Bacterial strain and bacteriophage

Salmonella typhi obtained from the American Type Culture Collection (ATCC 560) was used as a host for the isolation, propagation, and characterization of the bacteriophage named ST560Ø.

ST560Ø was isolated from wastewater and characterized based on its host range, and evaluated for its potential to detect viable bacteria.

Bacteriophage isolation, amplification, and purification

Wastewater samples (30 ml) were cleared by filtration (0.22 μm pore size, Millipore, MA, USA) and incubated for 16 h. in the presence of exponentially growing S. typhi ATCC 560 cells at 37 °C. Cultures that showed visible lysis were pelleted by centrifugation at 4 °C and 8,000 × g for 20 min. Bacterial cell debris was removed by filtration (0.22 μm filters), and the presence of phages was verified by plating 100 μl of the filtrate on lawns of S. typhi using a standard soft agar overlay method (Carlson 2005).

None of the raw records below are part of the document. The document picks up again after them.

use std::io;
use std::path::{Path, PathBuf};

use anyhow::Context;
use carsurf_crawler::{Record, TabularWriter};

use crate::cells::{record_row, HEADER};
use crate::xlsx;

pub const DEFAULT_OUTPUT: &str = "search_results.xlsx";

/// Separator, quoting and line ending of CSV output.
///
/// Defaults to `,` separated fields, doubled `"` quotes and `\n` lines.
#[derive(Debug, Clone, Copy, PartialEq, Eq)]
pub struct CsvDialect {
    delimiter: u8,
    escape: Option<u8>,
    crlf: bool,
}

impl Default for CsvDialect {
    fn default() -> Self {
        Self {
            delimiter: b',',
            escape: None,
            crlf: false,
        }
    }
}

impl CsvDialect {
    /// Fails when `delimiter` or `escape` isn't a single ASCII character.
    pub fn new(delimiter: char, escape: Option<char>, crlf: bool) -> anyhow::Result<Self> {
        let delimiter = ascii_byte("delimiter", delimiter)?;
        let escape = escape.map(|c| ascii_byte("escape", c)).transpose()?;
        if escape == Some(delimiter) {
            anyhow::bail!("CSV escape can't be the delimiter {:?}", delimiter as char);
        }
        Ok(Self {
            delimiter,
            escape,
            crlf,
        })
    }

    pub fn delimiter(&self) -> char {
        self.delimiter as char
    }

    pub fn escape(&self) -> Option<char> {
        self.escape.map(char::from)
    }

    pub fn crlf(&self) -> bool {
        self.crlf
    }

    fn builder(&self) -> csv::WriterBuilder {
        let mut builder = csv::WriterBuilder::new();
        builder.delimiter(self.delimiter);
        if self.crlf {
            builder.terminator(csv::Terminator::CRLF);
        }
        match self.escape {
            Some(escape) => builder.double_quote(false).escape(escape),
            None => builder.double_quote(true),
        };
        builder
    }
}

fn ascii_byte(what: &str, c: char) -> anyhow::Result<u8> {
    if c.is_ascii() {
        Ok(c as u8)
    } else {
        anyhow::bail!("CSV {what} must be an ASCII character, got {c:?}")
    }
}

#[derive(Debug, Clone, PartialEq, Eq)]
pub enum SheetTarget {
    Xlsx(PathBuf),
    Csv(PathBuf),
    Stdout,
}

impl SheetTarget {
    /// `-` is stdout, `.xlsx` files are workbooks, anything else is CSV.
    pub fn from_path(path: &Path) -> Self {
        if path.as_os_str() == "-" {
            return Self::Stdout;
        }
        match path.extension().and_then(|ext| ext.to_str()) {
            Some(ext) if ext.eq_ignore_ascii_case("xlsx") => Self::Xlsx(path.to_path_buf()),
            _ => Self::Csv(path.to_path_buf()),
        }
    }
}

impl Default for SheetTarget {
    fn default() -> Self {
        Self::Xlsx(PathBuf::from(DEFAULT_OUTPUT))
    }
}

enum CsvWriter {
    File(csv::Writer<fs_err::File>),
    Stdout(csv::Writer<io::Stdout>),
}

impl CsvWriter {
    fn flush(&mut self) -> io::Result<()> {
        match self {
            Self::File(wtr) => wtr.flush(),
            Self::Stdout(wtr) => wtr.flush(),
        }
    }

    fn write_record<I, T>(&mut self, record: I) -> csv::Result<()>
    where
        I: IntoIterator<Item = T>,
        T: AsRef<[u8]>,
    {
        match self {
            Self::File(wtr) => wtr.write_record(record),
            Self::Stdout(wtr) => wtr.write_record(record),
        }
    }
}

/// Writes records as one header row plus one row per record.
#[derive(Debug, Clone, Default)]
pub struct SheetWriter {
    target: SheetTarget,
    dialect: CsvDialect,
}

impl SheetWriter {
    pub fn new(target: SheetTarget) -> Self {
        Self {
            target,
            dialect: CsvDialect::default(),
        }
    }

    pub fn with_dialect(mut self, dialect: CsvDialect) -> Self {
        self.dialect = dialect;
        self
    }

    pub fn target(&self) -> &SheetTarget {
        &self.target
    }

    fn write_csv(&self, records: &[Record]) -> anyhow::Result<()> {
        let builder = self.dialect.builder();
        let mut wtr = match &self.target {
            SheetTarget::Csv(path) => CsvWriter::File(builder.from_writer(fs_err::File::create(path)?)),
            _ => CsvWriter::Stdout(builder.from_writer(io::stdout())),
        };

        wtr.write_record(HEADER)?;
        for record in records {
            wtr.write_record(record_row(record))?;
        }
        wtr.flush()?;
        Ok(())
    }
}

impl TabularWriter for SheetWriter {
    fn write(&mut self, records: &[Record]) -> anyhow::Result<()> {
        match &self.target {
            SheetTarget::Xlsx(path) => xlsx::write_workbook(path, records)
                .with_context(|| format!("Couldn't write {}", path.display()))?,
            SheetTarget::Csv(path) => self
                .write_csv(records)
                .with_context(|| format!("Couldn't write {}", path.display()))?,
            SheetTarget::Stdout => self.write_csv(records)?,
        }
        log::info!("Saved {} records to {:?}", records.len(), self.target);
        Ok(())
    }
}
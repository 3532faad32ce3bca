use crate::config::CrawlerConfig;
use crate::driver::{BrowserDriver, DriverError, PageElement};
use crate::error::CrawlError;

pub const SCROLL_HEIGHT: &str = "return document.body.scrollHeight;";
pub const SCROLL_TO_BOTTOM: &str = "window.scrollTo(0, document.body.scrollHeight);";

/// Scrolls the current results page until `limit` listing anchors are
/// visible or the content height stops growing, then returns their links in
/// page order.
pub async fn collect_listings<D>(
    driver: &D,
    config: &CrawlerConfig,
    limit: usize,
) -> Result<Vec<String>, CrawlError>
where
    D: BrowserDriver,
{
    let url = config.search_url.as_str();
    let anchor = &config.selectors.listing_anchor;

    let mut previous_height = scroll_height(driver)
        .await
        .map_err(CrawlError::navigation(url))?;
    let mut anchors = driver
        .find_elements(anchor)
        .await
        .map_err(CrawlError::navigation(url))?;

    let mut scrolls = 0;
    while anchors.len() < limit {
        driver
            .execute_script(SCROLL_TO_BOTTOM)
            .await
            .map_err(CrawlError::navigation(url))?;
        tokio::time::sleep(config.wait_time()).await;
        scrolls += 1;

        let current_height = scroll_height(driver)
            .await
            .map_err(CrawlError::navigation(url))?;
        anchors = driver
            .find_elements(anchor)
            .await
            .map_err(CrawlError::navigation(url))?;
        log::debug!(
            "Scroll {scrolls}: height {previous_height} -> {current_height}, {} listings",
            anchors.len()
        );

        if current_height == previous_height {
            break;
        }
        previous_height = current_height;
    }

    let mut links = Vec::with_capacity(anchors.len());
    for anchor in anchors {
        match anchor
            .attr("href")
            .await
            .map_err(CrawlError::navigation(url))?
        {
            Some(href) if !href.trim().is_empty() => links.push(href),
            _ => log::warn!("Skipping listing card without link"),
        }
    }

    log::info!("Found {} listings after {scrolls} scrolls", links.len());
    Ok(links)
}

async fn scroll_height<D: BrowserDriver>(driver: &D) -> Result<u64, DriverError> {
    let value = driver.execute_script(SCROLL_HEIGHT).await?;
    value
        .as_u64()
        .or_else(|| value.as_f64().filter(|h| *h >= 0.0).map(|h| h as u64))
        .ok_or(DriverError::ScriptValue(value))
}
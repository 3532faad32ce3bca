use std::path::PathBuf;
use std::time::Duration;

use serde::{Deserialize, Serialize};

use crate::driver::Locator;

pub const TRED_URL: &str = "https://www.tred.com/buy?body_style=&distance=50&exterior_color_id=&make=&miles_max=100000&miles_min=0&model=&page_size=24&price_max=100000&price_min=0&query=&requestingPage=buy&sort=desc&sort_field=updated&status=active&year_end=2022&year_start=1998&zip=";

#[derive(Debug, Clone, Serialize, Deserialize)]
#[serde(rename_all = "camelCase")]
pub struct CrawlerConfig {
    #[serde(default = "default_search_url")]
    pub search_url: String,

    #[serde(default = "default_driver_path")]
    pub driver_path: PathBuf,

    #[serde(default = "default_driver_port")]
    pub driver_port: u16,

    #[serde(default = "default_headless")]
    pub headless: bool,

    #[serde(default = "default_load_images")]
    pub load_images: bool,

    /// Seconds, used both as the scroll settle delay and the readiness timeout
    #[serde(default = "default_wait_time")]
    pub wait_time: u64,

    /// Which `#summary-table` match holds the visible summary
    #[serde(default = "default_summary_table_index")]
    pub summary_table_index: usize,

    #[serde(default = "default_on_listing_error")]
    pub on_listing_error: OnError,

    #[serde(default)]
    pub selectors: PageSelectors,
}

impl Default for CrawlerConfig {
    fn default() -> Self {
        Self {
            search_url: default_search_url(),
            driver_path: default_driver_path(),
            driver_port: default_driver_port(),
            headless: default_headless(),
            load_images: default_load_images(),
            wait_time: default_wait_time(),
            summary_table_index: default_summary_table_index(),
            on_listing_error: default_on_listing_error(),
            selectors: PageSelectors::default(),
        }
    }
}

impl CrawlerConfig {
    pub fn wait_time(&self) -> Duration {
        Duration::from_secs(self.wait_time)
    }

    pub fn webdriver_url(&self) -> String {
        format!("http://localhost:{}", self.driver_port)
    }
}

fn default_search_url() -> String {
    String::from(TRED_URL)
}

fn default_driver_path() -> PathBuf {
    PathBuf::from("chromedriver")
}

fn default_driver_port() -> u16 {
    9515
}

fn default_headless() -> bool {
    true
}

fn default_load_images() -> bool {
    false
}

fn default_wait_time() -> u64 {
    2
}

fn default_summary_table_index() -> usize {
    1
}

fn default_on_listing_error() -> OnError {
    OnError::Fail
}

#[derive(Debug, Clone, Copy, PartialEq, Eq, Serialize, Deserialize)]
#[cfg_attr(feature = "clap", derive(clap::ValueEnum))]
pub enum OnError {
    Fail,
    SkipAndLog,
}

/// Structural vocabulary used to find things on the search and listing pages.
#[derive(Debug, Clone, PartialEq, Eq, Serialize, Deserialize)]
#[serde(rename_all = "camelCase", default)]
pub struct PageSelectors {
    pub landmark: Locator,
    pub radius_select: Locator,
    pub radius_option: Locator,
    pub zip_input: Locator,
    pub listing_anchor: Locator,
    pub title: Locator,
    pub price: Locator,
    pub summary_table: Locator,
    pub options_table: Locator,
    pub table_row: Locator,
    pub label_cell: Locator,
    pub value_cell: Locator,
}

impl Default for PageSelectors {
    fn default() -> Self {
        Self {
            landmark: Locator::id("main-logo"),
            radius_select: Locator::xpath("//div[contains(@class, 'radius')]/select"),
            radius_option: Locator::xpath("./option"),
            zip_input: Locator::xpath("//div[contains(@class, 'zip')]/input"),
            listing_anchor: Locator::xpath(
                "//div[contains(@class, 'card') and not(@class='card promotion')]/div/a",
            ),
            title: Locator::css(".bigger"),
            price: Locator::xpath("//div[contains(@class, 'price-box')]/h2"),
            summary_table: Locator::id("summary-table"),
            options_table: Locator::id("options-table"),
            table_row: Locator::xpath(".//tbody/tr"),
            label_cell: Locator::xpath(".//th"),
            value_cell: Locator::xpath(".//td"),
        }
    }
}

#[cfg(test)]
mod tests {
    use super::*;

    #[test]
    fn partial_config_keeps_defaults() {
        let conf: CrawlerConfig =
            serde_json::from_str(r#"{"waitTime": 5, "onListingError": "SkipAndLog"}"#).unwrap();

        assert_eq!(Duration::from_secs(5), conf.wait_time());
        assert_eq!(OnError::SkipAndLog, conf.on_listing_error);
        assert_eq!(TRED_URL, conf.search_url);
        assert_eq!(1, conf.summary_table_index);
        assert_eq!(PageSelectors::default(), conf.selectors);
    }

    #[test]
    fn promotion_cards_excluded() {
        let anchor = PageSelectors::default().listing_anchor;
        assert!(anchor.to_string().contains("not(@class='card promotion')"), "{anchor}");
    }

    #[test]
    fn selector_override() {
        let conf: CrawlerConfig =
            serde_json::from_str(r#"{"selectors": {"title": {"css": "h1.title"}}}"#).unwrap();

        assert_eq!(Locator::css("h1.title"), conf.selectors.title);
        assert_eq!(Locator::id("main-logo"), conf.selectors.landmark);
    }
}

For this agar overlay method, 100 μl phage solutions were added to 200 μl of an overnight culture of a susceptible S. typhi strain and mixed with liquid soft agar (50 °C). This mixture was spread on solid agar media, incubated overnight at 37 °C. The presence of phage was determined by the presence of visible zones of lysis or plaques.

Preparation of the microcosm

The preparation of the bacteria was done according to Oliver et al. (2005). Briefly, bacterial cell cultures in the logarithmic phase were therefore harvested by centrifugation at 5000 rpm for 10 min at 4 °C and washed twice with autoclaved saline water (1 M NaCl solution, 0.9% bw). Then, the washed cells were filtered through a 0.22 μm Millipore membrane filter and resuspended in the sterilized water at a final density of 106 CFU/ml.

The microcosm water system at a final concentration of approximately 106 CFU/mL was used to starve S. typhi cells. Samples were then left in the dark at room temperature (10–90 days). To test the presence of the culturable bacteria, different samples were plated on nutrient agar plates at 37 °C for 18 h. All these studies were performed in triplicate.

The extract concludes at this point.